**TO DO**
Produce an exact copy of the first line of the data below and each line after it, please, up to and including the one with "from environment variables".

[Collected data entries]
* * *

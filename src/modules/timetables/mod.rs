pub mod controller;
pub mod model;
pub mod router;
pub mod service;

pub use model::*;
pub use router::init_timetables_router;
use dotenvy::dotenv;
use isitcancelled::logging::init_tracing;
use isitcancelled::router::init_router;
use isitcancelled::state::init_app_state;
use isitcancelled_cache::CacheConfig;
use isitcancelled_config::ServerConfig;
use tracing::{error, info};

#[tokio::main]
async fn main() {
    dotenv().ok();
    init_tracing();

    info!("Starting IsItCancelled API v{}", env!("CARGO_PKG_VERSION"));

    let cache_config = CacheConfig::from_env();
    let state = match init_app_state(&cache_config) {
        Ok(state) => state,
        Err(e) => {
            error!(redis.address = %cache_config.address(), error = %e, "Invalid Redis configuration");
            std::process::exit(1);
        }
    };
    info!(redis.address = %cache_config.address(), "Using Redis cache");

    let app = init_router(state);

    let server_config = ServerConfig::default();
    let listener = match tokio::net::TcpListener::bind(server_config.bind_addr).await {
        Ok(listener) => listener,
        Err(e) => {
            error!(addr = %server_config.bind_addr, error = %e, "Failed to bind listener");
            std::process::exit(1);
        }
    };

    info!(addr = %server_config.bind_addr, "Server listening");
    info!("API docs available at /swagger-ui and /scalar");

    if let Err(e) = axum::serve(listener, app).await {
        error!(error = %e, "Server error");
        std::process::exit(1);
    }
}
//! # IsItCancelled Cache
//!
//! Read access to the key-value cache that holds pre-computed scheduling data.
//!
//! This crate provides:
//! - The [`CacheStore`] trait the HTTP layer reads through
//! - A Redis-backed store sharing one managed connection
//! - An in-memory store for tests
//! - Cache configuration from environment variables
//! - Key builders matching the layout written by the ingestion job
//!
//! # Example
//!
//! ```ignore
//! use isitcancelled_cache::{CacheConfig, CacheStore, RedisCache, keys};
//!
//! #[tokio::main]
//! async fn main() {
//!     let config = CacheConfig::from_env();
//!     let cache = RedisCache::new(&config).unwrap();
//!
//!     let raw: String = cache.get_raw(&keys::metadata::document()).await.unwrap();
//! }
//! ```

pub mod config;
pub mod keys;
pub mod memory;
pub mod redis;
pub mod store;

pub use self::config::CacheConfig;
pub use self::memory::MemoryCache;
pub use self::redis::RedisCache;
pub use self::store::{CacheError, CacheStore};
use axum::{
    body::Body,
    http::{StatusCode, header},
    response::{IntoResponse, Response},
};

/// A 200 response whose body is already-encoded JSON, written as is.
pub fn raw_json(body: impl Into<Body>) -> Response {
    (
        StatusCode::OK,
        [(header::CONTENT_TYPE, "application/json")],
        body.into(),
    )
        .into_response()
}

#[cfg(test)]
mod tests {
    use super::*;
    use http_body_util::BodyExt;

    #[tokio::test]
    async fn test_raw_json_passes_body_through() {
        let response = raw_json(r#"{ "status":"cancelled" }"#.to_string());

        assert_eq!(response.status(), StatusCode::OK);
        assert_eq!(
            response.headers()[header::CONTENT_TYPE],
            "application/json"
        );
        let body = response.into_body().collect().await.unwrap().to_bytes();
        assert_eq!(&body[..], br#"{ "status":"cancelled" }"#);
    }
}
use serde::Deserialize;
use utoipa::IntoParams;

/// Name of the required query parameter on the weekly record route.
pub const CLASS_ID_PARAM: &str = "class_id";

/// Message returned when `class_id` is absent.
pub const CLASS_ID_REQUIRED: &str = "class_id is required";

#[derive(Debug, Default, Deserialize, IntoParams)]
#[into_params(parameter_in = Query)]
pub struct ClassWeekQuery {
    /// Class to look up. When given more than once, the first value wins.
    pub class_id: Option<String>,
}

impl ClassWeekQuery {
    /// Builds the query from raw key/value pairs in request order.
    pub fn from_pairs<I>(pairs: I) -> Self
    where
        I: IntoIterator<Item = (String, String)>,
    {
        let class_id = pairs
            .into_iter()
            .find(|(key, _)| key == CLASS_ID_PARAM)
            .map(|(_, value)| value);

        Self { class_id }
    }
}
use tracing::{debug, instrument};

use isitcancelled_cache::{CacheStore, keys};
use isitcancelled_core::AppError;

pub struct TimetableService;

impl TimetableService {
    /// Reads one class's weekly record, returned exactly as stored.
    #[instrument(skip(cache), fields(cache.backend = cache.backend()))]
    pub async fn get_class_week(
        cache: &dyn CacheStore,
        semester_id: &str,
        week_id: &str,
        class_id: &str,
    ) -> Result<String, AppError> {
        let key = keys::timetables::class_week(semester_id, week_id, class_id);

        cache.get_raw(&key).await.map_err(|e| {
            debug!(cache.key = %key, error = %e, "Weekly class record unavailable");
            AppError::resource_not_found()
        })
    }
}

* * *

**RESULT**
filename src/modules/timetables/mod.rs
pub mod controller;
pub mod model;
pub mod router;
pub mod service;

pub use model::*;
pub use router::init_timetables_router;
use dotenvy::dotenv;
use isitcancelled::logging::init_tracing;
use isitcancelled::router::init_router;
use isitcancelled::state::init_app_state;
use isitcancelled_cache::CacheConfig;
use isitcancelled_config::ServerConfig;
use tracing::{error, info};

#[tokio::main]
async fn main() {
    dotenv().ok();
    init_tracing();

    info!("Starting IsItCancelled API v{}", env!("CARGO_PKG_VERSION"));

    let cache_config = CacheConfig::from_env();
    let state = match init_app_state(&cache_config) {
        Ok(state) => state,
        Err(e) => {
            error!(redis.address = %cache_config.address(), error = %e, "Invalid Redis configuration");
            std::process::exit(1);
        }
    };
    info!(redis.address = %cache_config.address(), "Using Redis cache");

    let app = init_router(state);

    let server_config = ServerConfig::default();
    let listener = match tokio::net::TcpListener::bind(server_config.bind_addr).await {
        Ok(listener) => listener,
        Err(e) => {
            error!(addr = %server_config.bind_addr, error = %e, "Failed to bind listener");
            std::process::exit(1);
        }
    };

    info!(addr = %server_config.bind_addr, "Server listening");
    info!("API docs available at /swagger-ui and /scalar");

    if let Err(e) = axum::serve(listener, app).await {
        error!(error = %e, "Server error");
        std::process::exit(1);
    }
}
//! # IsItCancelled Cache
//!
//! Read access to the key-value cache that holds pre-computed scheduling data.
//!
//! This crate provides:
//! - The [`CacheStore`] trait the HTTP layer reads through
//! - A Redis-backed store sharing one managed connection
//! - An in-memory store for tests
//! - Cache configuration from environment variables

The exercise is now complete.